//! Control/status register bank.
//!
//! [`Uart`] is the device seen from the pins. Every [`Uart::tick`] is one
//! rising clock edge: the control word and data port are sampled, decoded
//! into commands, both engines take one step and the status and output data
//! ports are updated. Nothing reaches an output without passing an edge.

use anyhow::{Context, Result};
use bitflags::bitflags;
use uartbox_common::Clocked;

use crate::config::UartConfig;
use crate::control::{self, Command, ControlWord};
use crate::rx::{RxEngine, RxInput, RxOutput, RxState, SampleMode};
use crate::timing::ClockSelect;
use crate::tx::{TxEngine, TxInput, TxOutput, TxState};

bitflags! {
    /// Output status port (`uio_out`). Bits 0 and 3 are reserved and read 0.
    #[derive(Copy, Clone, Debug, Default, Eq, PartialEq, Hash)]
    pub struct Status: u8 {
        /// Transmit-complete interrupt.
        const TX_COMPLETE = 1 << 1;
        /// Receive-ready interrupt.
        const RX_READY = 1 << 2;
        /// Live level of the serial output line.
        const TX_LINE = 1 << 4;
        /// Transmit engine mid-frame.
        const TX_BUSY = 1 << 5;
        /// Last frame was dropped for a low stop bit. Cleared by a read.
        const FRAMING_ERROR = 1 << 6;
        /// A received byte was replaced before it was read. Cleared by a read.
        const OVERRUN = 1 << 7;
    }
}

impl Status {
    fn aggregate(tx: &TxOutput, rx: &RxOutput) -> Self {
        let mut status = Status::empty();
        status.set(Status::TX_COMPLETE, tx.complete);
        status.set(Status::RX_READY, rx.ready);
        status.set(Status::TX_LINE, tx.line);
        status.set(Status::TX_BUSY, tx.busy);
        status.set(Status::FRAMING_ERROR, rx.framing_error);
        status.set(Status::OVERRUN, rx.overrun);
        status
    }
}

/// Pins sampled on a rising edge.
#[derive(Copy, Clone, Debug, Eq, PartialEq)]
pub struct PortInputs {
    /// Active-low reset.
    pub reset_n: bool,
    /// Control word (`ui_in`).
    pub control: u8,
    /// Shared data port (`uio_in`): bit 0 RX line, bits 7:1 TX payload.
    pub data: u8,
}

impl Default for PortInputs {
    fn default() -> Self {
        Self {
            reset_n: true,
            control: 0,
            data: 0,
        }
    }
}

/// Pins driven after a rising edge.
#[derive(Copy, Clone, Debug, Default, Eq, PartialEq)]
pub struct PortOutputs {
    /// Output data port (`uo_out`).
    pub data: u8,
    pub status: Status,
}

impl PortOutputs {
    #[inline]
    pub fn uio_out(&self) -> u8 {
        self.status.bits()
    }

    #[inline]
    pub fn tx_line(&self) -> bool {
        self.status.contains(Status::TX_LINE)
    }
}

pub struct Uart {
    config: UartConfig,
    tx: TxEngine,
    rx: RxEngine,
    /// Control word sampled on the previous edge, for strobe edges.
    last_control: ControlWord,
    /// Output data port register.
    data_out: u8,
    /// Clocks the output data port keeps its value after the read strobe.
    hold: u8,
    status: Status,
    cycles: u64,
}

impl Default for Uart {
    fn default() -> Self {
        Self::from_config(UartConfig::default())
    }
}

impl Uart {
    pub fn new(config: UartConfig) -> Result<Self> {
        config.validate().context("invalid uart configuration")?;
        Ok(Self::from_config(config))
    }

    fn from_config(config: UartConfig) -> Self {
        log::info!(
            "uart init: {} clocks per bit (clk_sel=0), {} clocks per bit (clk_sel=1)",
            config.primary_divider,
            config.alternate_divider
        );
        let tx = TxEngine::new(config.sticky_tx_irq);
        Self {
            config,
            tx,
            rx: RxEngine::default(),
            last_control: ControlWord::empty(),
            data_out: 0,
            hold: 0,
            status: Status::aggregate(&tx.output(), &RxOutput::default()),
            cycles: 0,
        }
    }

    pub fn config(&self) -> &UartConfig {
        &self.config
    }

    pub fn tx_state(&self) -> TxState {
        self.tx.state()
    }

    pub fn rx_state(&self) -> RxState {
        self.rx.state()
    }

    /// Received byte register, without going through the read strobe.
    pub fn received(&self) -> u8 {
        self.rx.data()
    }

    pub fn status(&self) -> Status {
        self.status
    }

    pub fn outputs(&self) -> PortOutputs {
        PortOutputs {
            data: self.data_out,
            status: self.status,
        }
    }

    /// Clock edges since the last reset.
    pub fn cycles(&self) -> u64 {
        self.cycles
    }

    pub fn tick(&mut self, input: &PortInputs) -> PortOutputs {
        if !input.reset_n {
            self.reset();
            return self.outputs();
        }
        self.cycles += 1;

        let word = ControlWord::from_port(input.control);
        let commands = control::decode(word, self.last_control, input.data);
        self.last_control = word;

        let divider = self.config.divider(ClockSelect::default());
        let mut tx_in = TxInput {
            divider,
            ..Default::default()
        };
        let mut rx_in = RxInput {
            enable: false,
            line: control::rx_line(input.data),
            mode: SampleMode::default(),
            divider,
            read: false,
        };
        for command in commands.iter() {
            match command {
                Command::Enable(enable) => rx_in.enable = enable,
                Command::SetMode(mode) => rx_in.mode = mode,
                Command::SetClockSource(select) => {
                    let divider = self.config.divider(select);
                    tx_in.divider = divider;
                    rx_in.divider = divider;
                }
                Command::LoadTx(byte) => tx_in.write = Some(byte),
                Command::StartTx => tx_in.start = true,
                Command::ReadRx => rx_in.read = true,
            }
        }

        let (tx, tx_out) = self.tx.step(&tx_in);
        let (rx, rx_out) = self.rx.step(&rx_in);
        self.tx = tx;
        self.rx = rx;
        self.status = Status::aggregate(&tx_out, &rx_out);

        if commands.route_rx {
            self.data_out = rx_out.data;
            self.hold = 1;
        } else if self.hold > 0 {
            self.hold -= 1;
        } else {
            self.data_out = 0;
        }

        self.outputs()
    }

    pub fn reset(&mut self) {
        if self.cycles > 0 {
            log::info!("uart reset after {} cycles", self.cycles);
        }
        self.tx = TxEngine::new(self.config.sticky_tx_irq);
        self.rx = RxEngine::default();
        self.last_control = ControlWord::empty();
        self.data_out = 0;
        self.hold = 0;
        self.status = Status::aggregate(&self.tx.output(), &self.rx.output());
        self.cycles = 0;
    }
}

impl Clocked for Uart {
    type Input = PortInputs;
    type Output = PortOutputs;

    fn tick(&mut self, input: &PortInputs) -> PortOutputs {
        Uart::tick(self, input)
    }

    fn reset(&mut self) {
        Uart::reset(self)
    }

    fn name(&self) -> String {
        "uartbox core".to_string()
    }
}

#[cfg(test)]
mod tests;
//! Transmit engine.
//!
//! Serializes the transmit data register onto the TX line: one start bit,
//! eight data bits least significant first, one stop bit. `busy` covers
//! exactly those ten bit periods.

use uartbox_common::frame::{DATA_BITS, IDLE_LEVEL, START_LEVEL, STOP_LEVEL};

use crate::timing::BitTimer;

#[derive(Copy, Clone, Debug, Eq, PartialEq, Default)]
pub enum TxState {
    #[default]
    Idle,
    /// Shift register captured, start bit on the line.
    Loading,
    /// Data bit `n` on the line.
    Shifting(u8),
    StopBit,
    /// Frame finished; lasts one clock.
    Done,
}

/// Inputs sampled on one clock edge.
#[derive(Copy, Clone, Debug, Eq, PartialEq, Default)]
pub struct TxInput {
    /// Write to the transmit data register.
    pub write: Option<u8>,
    /// Start strobe.
    pub start: bool,
    /// Clocks per bit for a frame started on this edge.
    pub divider: u16,
}

#[derive(Copy, Clone, Debug, Eq, PartialEq)]
pub struct TxOutput {
    /// Serial output line level.
    pub line: bool,
    pub busy: bool,
    /// Transmit-complete interrupt.
    pub complete: bool,
}

#[derive(Copy, Clone, Debug, Eq, PartialEq, Default)]
pub struct TxEngine {
    state: TxState,
    /// Transmit data register.
    data: u8,
    shift: u8,
    timer: BitTimer,
    irq: bool,
    sticky_irq: bool,
}

impl TxEngine {
    pub fn new(sticky_irq: bool) -> Self {
        Self {
            sticky_irq,
            ..Default::default()
        }
    }

    #[inline]
    pub fn state(&self) -> TxState {
        self.state
    }

    #[inline]
    pub fn data(&self) -> u8 {
        self.data
    }

    #[inline]
    pub fn is_busy(&self) -> bool {
        matches!(
            self.state,
            TxState::Loading | TxState::Shifting(_) | TxState::StopBit
        )
    }

    pub fn line(&self) -> bool {
        match self.state {
            TxState::Idle | TxState::Done => IDLE_LEVEL,
            TxState::Loading => START_LEVEL,
            TxState::Shifting(bit) => (self.shift >> bit) & 0x1 != 0,
            TxState::StopBit => STOP_LEVEL,
        }
    }

    pub fn output(&self) -> TxOutput {
        TxOutput {
            line: self.line(),
            busy: self.is_busy(),
            complete: self.irq,
        }
    }

    /// Transition function for one clock edge. `self` is left untouched; the
    /// caller commits the returned state.
    pub fn step(&self, input: &TxInput) -> (Self, TxOutput) {
        let mut next = *self;
        let busy = self.is_busy();

        if let Some(byte) = input.write {
            if busy {
                log::debug!("tx: ignoring data write {:#04x} while busy", byte);
            } else {
                next.data = byte;
            }
        }

        match self.state {
            TxState::Idle | TxState::Done => {
                if self.state == TxState::Done {
                    next.state = TxState::Idle;
                    if !self.sticky_irq {
                        next.irq = false;
                    }
                }
                if input.start {
                    next.shift = next.data;
                    next.timer = BitTimer::started(input.divider);
                    next.irq = false;
                    next.state = TxState::Loading;
                    log::debug!(
                        "tx: start frame {:#04x}, {} clocks per bit",
                        next.shift,
                        input.divider
                    );
                }
            }
            TxState::Loading => {
                if next.timer.advance() {
                    next.state = TxState::Shifting(0);
                }
            }
            TxState::Shifting(bit) => {
                if next.timer.advance() {
                    next.state = if usize::from(bit) + 1 < DATA_BITS {
                        TxState::Shifting(bit + 1)
                    } else {
                        TxState::StopBit
                    };
                }
            }
            TxState::StopBit => {
                if next.timer.advance() {
                    next.state = TxState::Done;
                    next.irq = true;
                    log::debug!("tx: frame {:#04x} sent", next.shift);
                }
            }
        }

        if busy && input.start {
            log::debug!("tx: ignoring start while busy");
        }
        if next.state != self.state {
            log::trace!("tx: {:?} -> {:?}", self.state, next.state);
        }

        (next, next.output())
    }
}
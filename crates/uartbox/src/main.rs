use uartbox::{Options, SessionType};

fn usage() -> ! {
    eprintln!(
        "Usage: uartbox [reference|loopback] [--alt-clock] [--majority] \
         [--tx <byte>] [--rx <byte>]"
    );
    std::process::exit(1);
}

fn main() {
    env_logger::init();

    let mut args = std::env::args().skip(1);
    let session = args.next().unwrap_or_else(|| "reference".to_string());
    let session = match session.as_str() {
        "reference" | "ref" => SessionType::Reference,
        "loopback" | "loop" => SessionType::Loopback,
        other => {
            eprintln!("Unknown session '{}'. Supported: reference, loopback", other);
            usage();
        }
    };

    let mut options = Options::default();
    while let Some(arg) = args.next() {
        match arg.as_str() {
            "--alt-clock" => options.alternate_clock = true,
            "--majority" => options.majority = true,
            "--tx" | "--rx" => {
                let Some(value) = args.next() else { usage() };
                let byte = match uartbox::parse_byte(&value) {
                    Ok(byte) => byte,
                    Err(err) => {
                        eprintln!("{:#}", err);
                        usage();
                    }
                };
                if arg == "--tx" {
                    options.tx_payload = Some(byte);
                } else {
                    options.rx_byte = Some(byte);
                }
            }
            _ => usage(),
        }
    }

    if let Err(err) = uartbox::run(session, options) {
        log::error!("{:#}", err);
        eprintln!("Error: {:#}", err);
        std::process::exit(1);
    }
}
//! Control word decoding.
//!
//! The control port multiplexes an enable, two configuration bits and three
//! strobes into one byte. [`decode`] turns it into tagged [`Command`]s so the
//! engines never look at raw bit positions.

use bitflags::bitflags;

use crate::rx::SampleMode;
use crate::timing::ClockSelect;

bitflags! {
    /// Raw control port (`ui_in`). Bits 6 and 7 are unused.
    #[derive(Copy, Clone, Debug, Default, Eq, PartialEq, Hash)]
    pub struct ControlWord: u8 {
        /// Engine enable.
        const TR_EN = 1 << 0;
        /// Receive sampling mode: 0 midpoint, 1 majority vote.
        const MODE_OSL = 1 << 1;
        /// Timing source select.
        const CLK_SEL = 1 << 2;
        /// Latch bits 7:1 of the data port into the transmit data register.
        const TX_DATA_W_EN = 1 << 3;
        /// Start a transmission (rising edge).
        const TR_DATA_LOAD = 1 << 4;
        /// Read/acknowledge the received byte.
        const RX_DATA_READ_EN = 1 << 5;
    }
}

impl ControlWord {
    pub fn from_port(raw: u8) -> Self {
        Self::from_bits_truncate(raw)
    }

    /// `flag` asserted together with `TR_EN`.
    #[inline]
    fn strobe(self, flag: ControlWord) -> bool {
        self.contains(ControlWord::TR_EN | flag)
    }
}

/// Shared data port bit carrying the receive line.
pub const RX_LINE_BIT: u8 = 0;

/// Transmit payload carried on bits 7:1 of the data port.
#[inline]
pub fn tx_payload(data_port: u8) -> u8 {
    (data_port >> 1) & 0x7F
}

#[inline]
pub fn rx_line(data_port: u8) -> bool {
    (data_port >> RX_LINE_BIT) & 0x1 != 0
}

#[derive(Copy, Clone, Debug, Eq, PartialEq)]
pub enum Command {
    Enable(bool),
    SetMode(SampleMode),
    SetClockSource(ClockSelect),
    /// Write the transmit data register.
    LoadTx(u8),
    StartTx,
    /// Acknowledge the received byte and clear the receive interrupt.
    ReadRx,
}

/// Everything one control word asks for on a single clock edge.
#[derive(Copy, Clone, Debug, Default, Eq, PartialEq)]
pub struct CommandSet {
    pub enable: bool,
    pub mode: SampleMode,
    pub clock: ClockSelect,
    pub load_tx: Option<u8>,
    pub start_tx: bool,
    pub read_rx: bool,
    /// Route the received byte register onto the output data port.
    pub route_rx: bool,
}

impl CommandSet {
    /// Commands in the order they must be applied. `LoadTx` comes before
    /// `StartTx` so a write and a load on the same edge send the new byte.
    pub fn iter(&self) -> impl Iterator<Item = Command> {
        [
            Some(Command::Enable(self.enable)),
            Some(Command::SetMode(self.mode)),
            Some(Command::SetClockSource(self.clock)),
            self.load_tx.map(Command::LoadTx),
            self.start_tx.then_some(Command::StartTx),
            self.read_rx.then_some(Command::ReadRx),
        ]
        .into_iter()
        .flatten()
    }
}

/// Decode `word` sampled on this edge. `previous` is the word sampled on the
/// edge before and is only used for strobe edge detection.
pub fn decode(word: ControlWord, previous: ControlWord, data_port: u8) -> CommandSet {
    let rising = |flag| word.strobe(flag) && !previous.strobe(flag);
    CommandSet {
        enable: word.contains(ControlWord::TR_EN),
        mode: if word.contains(ControlWord::MODE_OSL) {
            SampleMode::Majority
        } else {
            SampleMode::Midpoint
        },
        clock: ClockSelect::from_bit(word.contains(ControlWord::CLK_SEL)),
        load_tx: word
            .strobe(ControlWord::TX_DATA_W_EN)
            .then(|| tx_payload(data_port)),
        start_tx: rising(ControlWord::TR_DATA_LOAD),
        read_rx: rising(ControlWord::RX_DATA_READ_EN),
        route_rx: word.strobe(ControlWord::RX_DATA_READ_EN),
    }
}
■ ■ ■ ■
**What to work on:** In the listing above, find the line with "pub fn line(&self)" and the line with "next.irq = true;"; output exactly those lines and all lines between them.

**Result for this task:**
    pub fn line(&self) -> bool {
        match self.state {
            TxState::Idle | TxState::Done => IDLE_LEVEL,
            TxState::Loading => START_LEVEL,
            TxState::Shifting(bit) => (self.shift >> bit) & 0x1 != 0,
            TxState::StopBit => STOP_LEVEL,
        }
    }

    pub fn output(&self) -> TxOutput {
        TxOutput {
            line: self.line(),
            busy: self.is_busy(),
            complete: self.irq,
        }
    }

    /// Transition function for one clock edge. `self` is left untouched; the
    /// caller commits the returned state.
    pub fn step(&self, input: &TxInput) -> (Self, TxOutput) {
        let mut next = *self;
        let busy = self.is_busy();

        if let Some(byte) = input.write {
            if busy {
                log::debug!("tx: ignoring data write {:#04x} while busy", byte);
            } else {
                next.data = byte;
            }
        }

        match self.state {
            TxState::Idle | TxState::Done => {
                if self.state == TxState::Done {
                    next.state = TxState::Idle;
                    if !self.sticky_irq {
                        next.irq = false;
                    }
                }
                if input.start {
                    next.shift = next.data;
                    next.timer = BitTimer::started(input.divider);
                    next.irq = false;
                    next.state = TxState::Loading;
                    log::debug!(
                        "tx: start frame {:#04x}, {} clocks per bit",
                        next.shift,
                        input.divider
                    );
                }
            }
            TxState::Loading => {
                if next.timer.advance() {
                    next.state = TxState::Shifting(0);
                }
            }
            TxState::Shifting(bit) => {
                if next.timer.advance() {
                    next.state = if usize::from(bit) + 1 < DATA_BITS {
                        TxState::Shifting(bit + 1)
                    } else {
                        TxState::StopBit
                    };
                }
            }
            TxState::StopBit => {
                if next.timer.advance() {
                    next.state = TxState::Done;
                    next.irq = true;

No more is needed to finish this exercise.